Justice Department officials are scrutinizing whether Standard General LP’s proposed $5.4 billion purchase of broadcaster Tegna Inc. could lead to higher cable prices, according to people familiar with the matter.
(Bloomberg) — Justice Department officials are scrutinizing whether Standard General LP’s proposed $5.4 billion purchase of broadcaster Tegna Inc. could lead to higher cable prices, according to people familiar with the matter.
Justice Department lawyers are asking about an unusual element of the transaction involving a station sale, one of the people said. Critics say the sale could hike fees for cable providers, who may pass those costs on to consumers.
The questions are coming in the agency’s antitrust review probing whether the deal is anticompetitive, said the people, who asked not to be named discussing a confidential investigation.
Tegna fell as much as 4.9% on the news and was down 2.8% to $19.95 at 11:55 a.m. in New York.
The purchase, announced in February, by Tegna and investment adviser Standard General is being financed in part by private equity firm Apollo Global Management Inc., which also owns TV stations.
Under the proposed deal, Apollo plans to sell a TV station in Boston to Standard General. US Federal Communications Commission rules would allow Standard General to have new Tegna stations charge pay-TV companies as much for relaying their signals to subscribers as the Boston station charges. Tenga would own 61 stations across dozens of markets following the transaction.
That maneuver “would jack up revenues” from fees “for every Tegna station across the country, the costs of which would be passed on to hardworking consumers,” NewsGuild-CWA, a journalists’ union that’s opposed to the deal, said in a filing.

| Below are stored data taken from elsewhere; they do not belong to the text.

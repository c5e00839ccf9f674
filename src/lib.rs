//! yamlenv library
//!
//! Projects a YAML configuration document into environment variables.
//! Nested keys are flattened into upper-cased, `_`-joined names, values are
//! rendered to strings, and variables that are already set win unless the
//! load overrides them.
//!
//! ```no_run
//! use std::path::Path;
//!
//! let effective = yamlenv::load_config(Some(Path::new("config.yaml")), "MYAPP", false)?;
//! println!("{:?}", effective.get("MYAPP_DATABASE_HOST"));
//! # Ok::<(), yamlenv::LoadError>(())
//! ```

pub mod cli;
pub mod env;
pub mod error;
pub mod flatten;
pub mod format;
pub mod loader;
pub mod merge;
pub mod node;
pub mod parser;
pub mod paths;
pub mod render;
pub mod source;
pub mod validate;

pub use env::{Environment, FlatMap, MemoryEnv, ProcessEnv};
pub use error::{ErrorCode, LoadError, Result};
pub use loader::{ConfigLoader, LoadOptions, LoadReport, load_config, load_structured};
pub use merge::Precedence;
pub use node::Node;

Antitrust officials are also asking about information-sharing among TV stations that negotiate fees in a market, the person said. Cable companies have pressed regulators to forbid Apollo and the new Tegna from sharing information about fee negotiations. Apollo has said it will play no management role in the new Tegna formed from the transaction. Apollo unit CMG Media Corp. would own 31 television stations in 26 markets after the deal.
In other meetings, the Justice Department attorneys asked about whether Apollo’s involvement in financing the transaction might increase pressure on the company to cut jobs, another person said.
Standard General has told the FCC that the transaction would enhance news coverage, and the competitive market would keep prices in check.
The Justice Department and Standard General declined to comment. Apollo didn’t respond to an email seeking comment.
The administration of President Joe Biden is stepping up antitrust enforcement, saying consolidation across industries may harm workers and consumers. Antitrust enforcers are taking a closer look at the private equity sector, probing several firms including Apollo, Bloomberg reported, over concerns that executives who sit on the boards of rival companies could diminish competition.
If the Justice Department finds the Tegna transaction harms competition, it would ask a court to block it. The deal also needs approval from the FCC.
The NewsGuild-CWA and another opponent, advocacy group American Television Alliance, which represents cable-TV companies, say the deal could lead to job cuts and higher fees for station signals.
Between 2018 and 2019, DOJ sued 12 TV broadcasters — including Tegna and Cox Communications, a precursor to Apollo’s CMG — for illegally exchanging information about television ad sales. The companies all settled, agreeing to stop sharing information on sales.
Those settlements, valid for seven years, would extend to new owners.